Entries follow. Give back exactly the lines starting at the one containing "self.session = SessionState::new();" and ending at the one containing "the host retries", and no other lines.

- _RECORDS SHOWN_:
━━━━━━━━━━
impl CommHandler {
    pub fn new(config: &DeviceConfig) -> Self {
        Self {
            rx_buffer: [0; MAX_RX_DATA_SIZE],
            rx_state: RxState::Idle,
            rx_command_id: 0,
            rx_subfunction_id: 0,
            rx_data_len: 0,
            rx_len_bytes: 0,
            rx_data_received: 0,
            rx_crc: 0,
            rx_crc_bytes: 0,
            rx_discard_remaining: 0,
            rx_capacity: config.rx_data_size(),
            last_rx_us: 0,
            request_pending: false,
            tx_buffer: [0; MAX_TX_DATA_SIZE],
            tx_header: [0; RESPONSE_HEADER_SIZE],
            tx_crc: [0; CRC_SIZE],
            tx_data_len: 0,
            tx_sent: 0,
            tx_total: 0,
            tx_capacity: config.tx_data_size(),
            session: SessionState::new(),
        }
    }

    /// Drop every in-flight frame and the session
    pub fn reset(&mut self) {
        self.reset_rx();
        self.reset_tx();
        self.session = SessionState::new();
    }

    /// Enforce the heartbeat deadline. Called once per tick.
    pub(crate) fn process(&mut self, timebase: &Timebase) {
        if self.session.connected
            && timebase.is_elapsed(self.session.last_heartbeat_us, HEARTBEAT_TIMEOUT_US)
        {
            warn!(
                "session {:08x} missed its heartbeat deadline",
                self.session.session_id
            );
            self.session.disconnect();
            self.reset_rx();
            self.reset_tx();
        }
    }

    /// Feed ingress bytes into the framer. Returns how many were accepted.
    ///
    /// While a request is in flight nothing is accepted; the host retries
    /// the remainder after the response drains.
    pub fn receive_data(&mut self, data: &[u8], timebase: &Timebase) -> usize {
        if data.is_empty() || self.request_pending {
            return 0;
        }

        // A partial frame that stalled for too long is line noise.
        if self.rx_state != RxState::Idle && timebase.is_elapsed(self.last_rx_us, RX_TIMEOUT_US) {
            debug!("dropping stalled partial frame");
            self.reset_rx();
        }
        self.last_rx_us = timebase.now_us();

        let mut i = 0;
        while i < data.len() && !self.request_pending {
            match self.rx_state {
                RxState::Idle => {
                    self.rx_command_id = data[i] & !RESPONSE_MARKER;
                    self.rx_state = RxState::Subfunction;
                    i += 1;
                }
                RxState::Subfunction => {
                    self.rx_subfunction_id = data[i];
                    self.rx_state = RxState::Length;
                    i += 1;
                }
                RxState::Length => {
                    self.rx_data_len = (self.rx_data_len << 8) | u16::from(data[i]);
                    self.rx_len_bytes += 1;
                    i += 1;
                    if self.rx_len_bytes == 2 {
                        if self.rx_data_len > self.rx_capacity {
                            debug!(
                                "declared length {} exceeds capacity {}, discarding frame",
                                self.rx_data_len, self.rx_capacity
                            );
                            self.rx_discard_remaining =
                                u32::from(self.rx_data_len) + CRC_SIZE as u32;
                            self.rx_state = RxState::Discard;
                        } else if self.rx_data_len == 0 {
                            self.rx_state = RxState::Crc;
                        } else {
                            self.rx_state = RxState::Payload;
                        }
                    }
                }
                RxState::Payload => {
                    let missing = usize::from(self.rx_data_len - self.rx_data_received);
                    let take = missing.min(data.len() - i);
                    let start = usize::from(self.rx_data_received);
                    self.rx_buffer[start..start + take].copy_from_slice(&data[i..i + take]);
                    self.rx_data_received += take as u16;
                    i += take;
                    if self.rx_data_received == self.rx_data_len {
                        self.rx_state = RxState::Crc;
                    }
                }
                RxState::Crc => {
                    self.rx_crc = (self.rx_crc << 8) | u32::from(data[i]);
                    self.rx_crc_bytes += 1;
                    i += 1;
                    if self.rx_crc_bytes as usize == CRC_SIZE {
                        self.finish_frame(timebase);
                    }
                }
                RxState::Discard => {
                    let take = (self.rx_discard_remaining as usize).min(data.len() - i);
                    self.rx_discard_remaining -= take as u32;
                    i += take;
                    if self.rx_discard_remaining == 0 {
                        self.reset_rx();
                    }
                }
                RxState::Ready => break,
            }
        }
        i
    }

    /// Validate the completed frame and decide whether it becomes a request
    fn finish_frame(&mut self, timebase: &Timebase) {
        let header = request_header(self.rx_command_id, self.rx_subfunction_id, self.rx_data_len);
        let computed = frame_crc(&header, &self.rx_buffer[..usize::from(self.rx_data_len)]);
        if computed != self.rx_crc {
            debug!("frame crc mismatch, dropping");
            self.reset_rx();
            return;
        }

        let is_discover = self.rx_command_id == CommandId::CommControl.as_u8()
            && self.rx_subfunction_id == CommControlSubfunction::Discover as u8;
        if is_discover {
            // Discover is answered in any state and opens the gate for the
            // commands that follow it.
            self.session.discovery_seen = true;
        } else if !self.session.discovery_seen {
            debug!("dropping request received before discovery");
            self.reset_rx();
            return;
        } else if !self.session.connected {
            self.session.connect(timebase.now_us());
            debug!("session {:08x} connected", self.session.session_id);
        }

        self.rx_state = RxState::Ready;
        self.request_pending = true;
    }

    /// True while a validated request waits for the main handler
    pub fn request_received(&self) -> bool {
        self.request_pending
    }

    /// Views over the pending request, the response under construction, and
    /// the session, borrowed disjointly for one dispatch.
    pub(crate) fn exchange(&mut self) -> (Request<'_>, Response<'_>, &mut SessionState) {
        let request = Request {
            command_id: self.rx_command_id,
            subfunction_id: self.rx_subfunction_id,
            data: &self.rx_buffer[..usize::from(self.rx_data_len)],
        };
        let response = Response::new(&mut self.tx_buffer[..usize::from(self.tx_capacity)]);
        (request, response, &mut self.session)
    }

    /// Seal the response payload already in the transmit buffer and start
    /// draining it.
    pub(crate) fn commit_response(&mut self, meta: ResponseMeta) -> Result<(), TxError> {
        if self.transmitting() {
            return Err(TxError::Busy);
        }
        if meta.data_len > self.tx_capacity {
            return Err(TxError::Overflow {
                len: meta.data_len,
                capacity: self.tx_capacity,
            });
        }

        let header = response_header(
            meta.command_id,
            meta.subfunction_id,
            meta.response_code.as_u8(),
            meta.data_len,
        );
        let crc = frame_crc(&header, &self.tx_buffer[..usize::from(meta.data_len)]);

        self.tx_header = header;
        self.tx_crc = crc.to_be_bytes();
        self.tx_data_len = meta.data_len;
        self.tx_sent = 0;
        self.tx_total = (RESPONSE_HEADER_SIZE + usize::from(meta.data_len) + CRC_SIZE) as u32;
        Ok(())
    }

    /// Bytes of response frame still to drain
    pub fn data_to_send(&self) -> u32 {
        self.tx_total - self.tx_sent
    }

    /// True while a response frame is draining
    pub fn transmitting(&self) -> bool {
        self.tx_sent < self.tx_total
    }

    /// Drain up to `dst.len()` response bytes. Returns how many were copied.
    pub fn pop_data(&mut self, dst: &mut [u8]) -> usize {
        let mut produced = 0;
        let data_end = RESPONSE_HEADER_SIZE + usize::from(self.tx_data_len);

        while produced < dst.len() && self.tx_sent < self.tx_total {
            let pos = self.tx_sent as usize;
            let (segment, offset): (&[u8], usize) = if pos < RESPONSE_HEADER_SIZE {
                (&self.tx_header, pos)
            } else if pos < data_end {
                (
                    &self.tx_buffer[..usize::from(self.tx_data_len)],
                    pos - RESPONSE_HEADER_SIZE,
                )
            } else {
                (&self.tx_crc, pos - data_end)
            };

            let take = (segment.len() - offset).min(dst.len() - produced);
            dst[produced..produced + take].copy_from_slice(&segment[offset..offset + take]);
            produced += take;
            self.tx_sent += take as u32;
        }

        if self.tx_total > 0 && self.tx_sent >= self.tx_total {
            self.reset_tx();
        }
        produced
    }

    /// Release the in-flight request and resume reception
    pub fn request_processed(&mut self) {
        self.reset_rx();
    }

    /// Force the session up without a discover exchange. Test/local hosts only.
    pub fn connect(&mut self, timebase: &Timebase) {
        self.session.discovery_seen = true;
        self.session.connect(timebase.now_us());
    }

    pub fn connected(&self) -> bool {
        self.session.connected()
    }

    pub fn session_id(&self) -> u32 {
        self.session.session_id()
    }

    fn reset_rx(&mut self) {
        self.rx_state = RxState::Idle;
        self.rx_command_id = 0;
        self.rx_subfunction_id = 0;
        self.rx_data_len = 0;
        self.rx_len_bytes = 0;
        self.rx_data_received = 0;
        self.rx_crc = 0;
        self.rx_crc_bytes = 0;
        self.rx_discard_remaining = 0;
        self.request_pending = false;
    }

    fn reset_tx(&mut self) {
        self.tx_data_len = 0;
        self.tx_sent = 0;
        self.tx_total = 0;
    }
}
━━━━━━━━━━
- _ANSWER TO THIS TASK_:
        self.session = SessionState::new();
    }

    /// Enforce the heartbeat deadline. Called once per tick.
    pub(crate) fn process(&mut self, timebase: &Timebase) {
        if self.session.connected
            && timebase.is_elapsed(self.session.last_heartbeat_us, HEARTBEAT_TIMEOUT_US)
        {
            warn!(
                "session {:08x} missed its heartbeat deadline",
                self.session.session_id
            );
            self.session.disconnect();
            self.reset_rx();
            self.reset_tx();
        }
    }

    /// Feed ingress bytes into the framer. Returns how many were accepted.
    ///
    /// While a request is in flight nothing is accepted; the host retries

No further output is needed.